Abstract

Orbital meningiomas are rare, accounting 1–2% of all meningiomas. These tumors may originate from the intraorbital optic shead or from the meningeal layer of the optic canal. The clinical presentation of these tumors is a progressive visual deficit and proptosis. A prompt diagnosis is important to avoid an irreversible no light perception. We include a series of 5 cases with the diagnosis of orbital meningioma which were treated surgically by unroofing the orbit and the optic canal. Initially we present cadaveric pictures detailing the epidural pretemporal approach and the anatomy of the anterior clinoid process. A pterional incision was done followed by a 3 burr hole craniotomy. A epidural dissection and retraction of the frontal and temporal lobes is done using multiple anclated sutures.
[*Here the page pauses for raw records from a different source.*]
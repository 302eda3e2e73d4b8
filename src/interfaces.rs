//! Pluggable producer/sink contracts (spec.md §4.3).
//!
//! Grounded on the teacher's `world/interfaces/generator_interface.rs`
//! (a plain trait implemented by concrete backends, dispatched through a
//! small wrapper rather than a registry) — only the trait shapes are kept
//! here since concrete generator/mesher/stream implementations are
//! explicitly out of scope (spec.md §1).

use crate::math::ChunkPos;
use crate::voxel::VoxelBuffer;

/// Hint returned by a generator about how coarse the terrain gets beyond
/// this block, letting the octree driver skip unnecessary finer LODs.
#[derive(Debug, Clone, Copy, Default)]
pub struct MaxLodHint {
    pub max_lod: Option<u8>,
}

/// Produces voxel data for a block that isn't in storage yet. Must be
/// thread-safe; `generate_block` may take arbitrary time and is always
/// called off the main thread.
pub trait Generator: Send + Sync {
    fn generate_block(&self, buffer: &mut VoxelBuffer, origin_in_voxels: glam::IVec3, lod: u8) -> MaxLodHint;

    /// Optional fast path: answers whether the whole block is trivially
    /// uniform (e.g. far above terrain) without materializing voxels.
    fn is_block_trivially_uniform(&self, _origin_in_voxels: glam::IVec3, _lod: u8) -> Option<u64> {
        None
    }

    fn supports_gpu(&self) -> bool {
        false
    }
}

pub struct BlockQuery {
    pub position: ChunkPos,
    pub lod: u8,
    pub block_size: u32,
}

#[derive(Debug, thiserror::Error)]
pub enum StreamError {
    #[error("block not found")]
    NotFound,
    #[error("stream backend error: {0}")]
    Backend(#[source] anyhow::Error),
}

/// A persistent store. I/O is expected to be serial per-volume (spec.md
/// §4.5's I/O lane enforces this at the scheduler level; implementations
/// don't need internal locking for that reason alone).
pub trait Stream: Send + Sync {
    fn load_voxel_block(&self, query: &BlockQuery) -> Result<VoxelBuffer, StreamError>;
    fn save_voxel_block(&self, query: &BlockQuery, buffer: &VoxelBuffer) -> Result<(), StreamError>;

    fn supports_bulk_load(&self) -> bool {
        false
    }
    fn load_all_blocks(&self) -> Result<Vec<(BlockQuery, VoxelBuffer)>, StreamError> {
        Ok(Vec::new())
    }

    fn supports_instances(&self) -> bool {
        false
    }
}

#[derive(Debug, Clone, Copy, PartialEq, Eq)]
pub enum PrimitiveType {
    Triangles,
}

#[derive(Debug, Clone, Default)]
pub struct Surface {
    pub positions: Vec<glam::Vec3>,
    pub normals: Vec<glam::Vec3>,
    pub indices: Vec<u32>,
    pub uvs: Vec<glam::Vec2>,
    pub material_ids: Vec<u16>,
}

#[derive(Debug, Clone, Default)]
pub struct MeshOutput {
    pub primitive_type: Option<PrimitiveType>,
    pub mesh_flags: u32,
    pub main: Vec<Surface>,
    /// 4 per mesh block, one per cube-axis side that may face lower detail.
    pub transitions: [Vec<Surface>; 4],
    pub collision: Option<Surface>,
}

pub struct MesherInputs<'a> {
    /// Neighbor data buffers: 3x3x3 or 4x4x4 depending on the mesh-block
    /// to data-block size ratio, flattened in `z,x,y` order.
    pub neighbor_buffers: &'a [&'a VoxelBuffer],
    pub lod: u8,
}

/// Converts voxel data into renderable (and optionally collidable)
/// surfaces. Must be thread-safe.
pub trait Mesher: Send + Sync {
    fn build(&self, inputs: &MesherInputs<'_>) -> MeshOutput;
}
The sphenoidal lesser wing is exposed and drilled until the periorbit is unroofed. The superior and lateral walls of the orbital apex are removed. The lateral orbital fissure is opened and the foramen rotundum is seen laterally. The orbito meningeal dural layer is exposed, coagulated and incised to expose the complete anterior clinoid process. The 3 osseous structures that give its stability are: the lesser wing, the optic canal and the optic strut. To do an anterior clinoidectomy it is important to disarticulate these bony architecture. When completed the optic canal is unroofed and clinoidal triangle of the cavernous sinus is exposed. This decompression of the optic nerve may improve the visual function in some cases, or avoid its prompt worsening. The removal of the superior and lateral walls of the orbit improves the proptosis and aesthetic. In our series 60% of the patients had visual function previous to the surgery and 40% of the patients improved the visual it after decompression of the optic canal. These results emphasize the importance of a prompt diagnosis and treatment.